第3回職人魂で奇跡の大移植を成しとげた庭師たち(3)

「常識外の仕事をするのに、常識など意味がない」
植木職人である丹羽政光氏の発想は、奇想天外なところがあった。
荘川桜の根や枝を、思いきって伐(き)ってしまうという断行もそうだった。
だが、その枝の切り口に塗るものを指示されたとき、弟子の内藤重明さんでさえ驚かされた。

「コールタールを塗ろうということでした。夏に腐ってしまわないように、防腐剤として塗るんだと」

移植翌年昭和36年の荘川桜の姿。平らな場所に「客土」が寄せられて植えられていたことがはっきりとわかる。

生きた植物に油状物質を塗るなど、当時としては考えられない斬新で大胆な着想だった。
丹羽氏は18リットルものコールタールを買いこんできて、内藤さんら弟子たちに塗ることを命じた。

2本の桜の搬送を終えて移植地に着くと、そこを掘り返して根を埋めようとするのではなく、平らな土の上へ樹を立て、そこに「客土」を運ぶよう、丹羽氏は間組に依頼した。

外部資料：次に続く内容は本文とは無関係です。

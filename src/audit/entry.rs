//! Audit entry data structures

use chrono::{DateTime, Utc};
use serde::{Deserialize, Serialize};

/// Types of operations that can be audited
#[derive(Debug, Clone, Copy, PartialEq, Eq, Serialize, Deserialize)]
#[serde(rename_all = "lowercase")]
pub enum Operation {
    /// Entity was created
    Create,
    /// Entity was updated
    Update,
    /// Entity was deleted
    Delete,
    /// Collection was filled with first-run sample data
    Seed,
}

impl std::fmt::Display for Operation {
    fn fmt(&self, f: &mut std::fmt::Formatter<'_>) -> std::fmt::Result {
        match self {
            Operation::Create => write!(f, "CREATE"),
            Operation::Update => write!(f, "UPDATE"),
            Operation::Delete => write!(f, "DELETE"),
            Operation::Seed => write!(f, "SEED"),
        }
    }
}

/// Types of entities that can be audited
#[derive(Debug, Clone, Copy, PartialEq, Eq, Serialize, Deserialize)]
#[serde(rename_all = "lowercase")]
pub enum EntityType {
    Transaction,
    Budget,
    Preference,
}

impl std::fmt::Display for EntityType {
    fn fmt(&self, f: &mut std::fmt::Formatter<'_>) -> std::fmt::Result {
        match self {
            EntityType::Transaction => write!(f, "Transaction"),
            EntityType::Budget => write!(f, "Budget"),
            EntityType::Preference => write!(f, "Preference"),
        }
    }
}

/// A single audit log entry
///
/// Records one operation on an entity with optional before/after snapshots.
#[derive(Debug, Clone, Serialize, Deserialize)]
pub struct AuditEntry {
    /// When the operation occurred (UTC)
    pub timestamp: DateTime<Utc>,

    /// Type of operation performed
    pub operation: Operation,

    /// Type of entity affected
    pub entity_type: EntityType,

    /// ID of the affected entity (or the store key for seeds and preferences)
    pub entity_id: String,

    /// Human-readable label, e.g. the transaction title
    #[serde(skip_serializing_if = "Option::is_none")]
    pub entity_name: Option<String>,

    /// JSON snapshot before the operation (updates/deletes)
    #[serde(skip_serializing_if = "Option::is_none")]
    pub before: Option<serde_json::Value>,

    /// JSON snapshot after the operation (creates/updates/seeds)
    #[serde(skip_serializing_if = "Option::is_none")]
    pub after: Option<serde_json::Value>,
}

impl AuditEntry {
    fn new(
        operation: Operation,
        entity_type: EntityType,
        entity_id: impl Into<String>,
        entity_name: Option<String>,
    ) -> Self {
        Self {
            timestamp: Utc::now(),
            operation,
            entity_type,
            entity_id: entity_id.into(),
            entity_name,
            before: None,
            after: None,
        }
    }

    /// Entry for a create operation
    pub fn create<T: Serialize>(
        entity_type: EntityType,
        entity_id: impl Into<String>,
        entity_name: Option<String>,
        entity: &T,
    ) -> Self {
        Self {
            after: serde_json::to_value(entity).ok(),
            ..Self::new(Operation::Create, entity_type, entity_id, entity_name)
        }
    }

    /// Entry for an update operation
    pub fn update<T: Serialize>(
        entity_type: EntityType,
        entity_id: impl Into<String>,
        entity_name: Option<String>,
        before: &T,
        after: &T,
    ) -> Self {
        Self {
            before: serde_json::to_value(before).ok(),
            after: serde_json::to_value(after).ok(),
            ..Self::new(Operation::Update, entity_type, entity_id, entity_name)
        }
    }

    /// Entry for a delete operation
    pub fn delete<T: Serialize>(
        entity_type: EntityType,
        entity_id: impl Into<String>,
        entity_name: Option<String>,
        entity: &T,
    ) -> Self {
        Self {
            before: serde_json::to_value(entity).ok(),
            ..Self::new(Operation::Delete, entity_type, entity_id, entity_name)
        }
    }

    /// Entry for a first-run seed of a whole collection
    pub fn seed<T: Serialize>(entity_type: EntityType, key: &str, rows: &[T]) -> Self {
        Self {
            after: serde_json::to_value(rows).ok(),
            ..Self::new(
                Operation::Seed,
                entity_type,
                key,
                Some(format!("{} sample rows", rows.len())),
            )
        }
    }

    /// Format the entry for human-readable output
    pub fn format_human_readable(&self) -> String {
        let mut output = format!(
            "[{}] {} {} {}",
            self.timestamp.format("%Y-%m-%d %H:%M:%S UTC"),
            self.operation,
            self.entity_type,
            self.entity_id
        );

        if let Some(name) = &self.entity_name {
            output.push_str(&format!(" ({})", name));
        }

        output
    }
}

#[cfg(test)]
mod tests {
    use super::*;
    use serde_json::json;

    #[test]
    fn test_operation_display() {
        assert_eq!(Operation::Create.to_string(), "CREATE");
        assert_eq!(Operation::Delete.to_string(), "DELETE");
        assert_eq!(Operation::Seed.to_string(), "SEED");
    }

    #[test]
    fn test_create_entry() {
        let data = json!({"title": "Coffee", "amount": 5});
        let entry = AuditEntry::create(
            EntityType::Transaction,
            "42",
            Some("Coffee".to_string()),
            &data,
        );

        assert_eq!(entry.operation, Operation::Create);
        assert_eq!(entry.entity_type, EntityType::Transaction);
        assert_eq!(entry.entity_id, "42");
        assert!(entry.before.is_none());
        assert_eq!(entry.after, Some(data));
    }

    #[test]
    fn test_update_entry() {
        let entry = AuditEntry::update(
            EntityType::Preference,
            "finance-darkmode",
            None,
            &false,
            &true,
        );

        assert_eq!(entry.operation, Operation::Update);
        assert_eq!(entry.before, Some(json!(false)));
        assert_eq!(entry.after, Some(json!(true)));
    }

    #[test]
    fn test_delete_entry() {
        let entry = AuditEntry::delete(EntityType::Transaction, "3", None, &json!({"id": "3"}));

        assert_eq!(entry.operation, Operation::Delete);
        assert!(entry.before.is_some());
        assert!(entry.after.is_none());
    }

    #[test]
    fn test_seed_entry() {
        let entry = AuditEntry::seed(EntityType::Budget, "finance-budgets", &[1, 2, 3, 4]);

        assert_eq!(entry.operation, Operation::Seed);
        assert_eq!(entry.entity_name.as_deref(), Some("4 sample rows"));
        assert_eq!(entry.after, Some(json!([1, 2, 3, 4])));
    }

    #[test]
    fn test_serialization() {
        let entry = AuditEntry::create(EntityType::Budget, "b-1", None, &json!({"amount": 500}));

        let json = serde_json::to_string(&entry).unwrap();
        assert!(json.contains("\"operation\":\"create\""));
        assert!(json.contains("\"entity_type\":\"budget\""));
        assert!(!json.contains("entity_name"));

        let deserialized: AuditEntry = serde_json::from_str(&json).unwrap();
        assert_eq!(deserialized.operation, Operation::Create);
        assert_eq!(deserialized.entity_type, EntityType::Budget);
    }

    #[test]
    fn test_human_readable_format() {
        let entry = AuditEntry::create(
            EntityType::Transaction,
            "42",
            Some("Coffee".to_string()),
            &json!({}),
        );

        let formatted = entry.format_human_readable();
        assert!(formatted.contains("CREATE"));
        assert!(formatted.contains("Transaction"));
        assert!(formatted.contains("42 (Coffee)"));
    }
}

客土とは、在来の土壌性質を改良するために混入する性質の異なる土のことである。

「親方は場所によってひらめきがあるんです。平らなところにそのまますっと下ろして、土を寄せてね。平らなところに植えると、どうしても湿ってしまうし、高植にしたほうが桜のためにはいいんじゃないかと、砂利の混ざっていない土をブルドーザーで運んでもらいました」

大胆さばかりではない。
裸同然になってしまった木肌を日光から守るため、筵(むしろ)を樹木全体に巻いたりもした。
ときに丹羽氏は、樹木に対して、まるで人間に対するような労りの心で接している。

わずか1本の小枝のみ、伐らずに残すようにと、内藤さんらは丹羽氏から指示されていた。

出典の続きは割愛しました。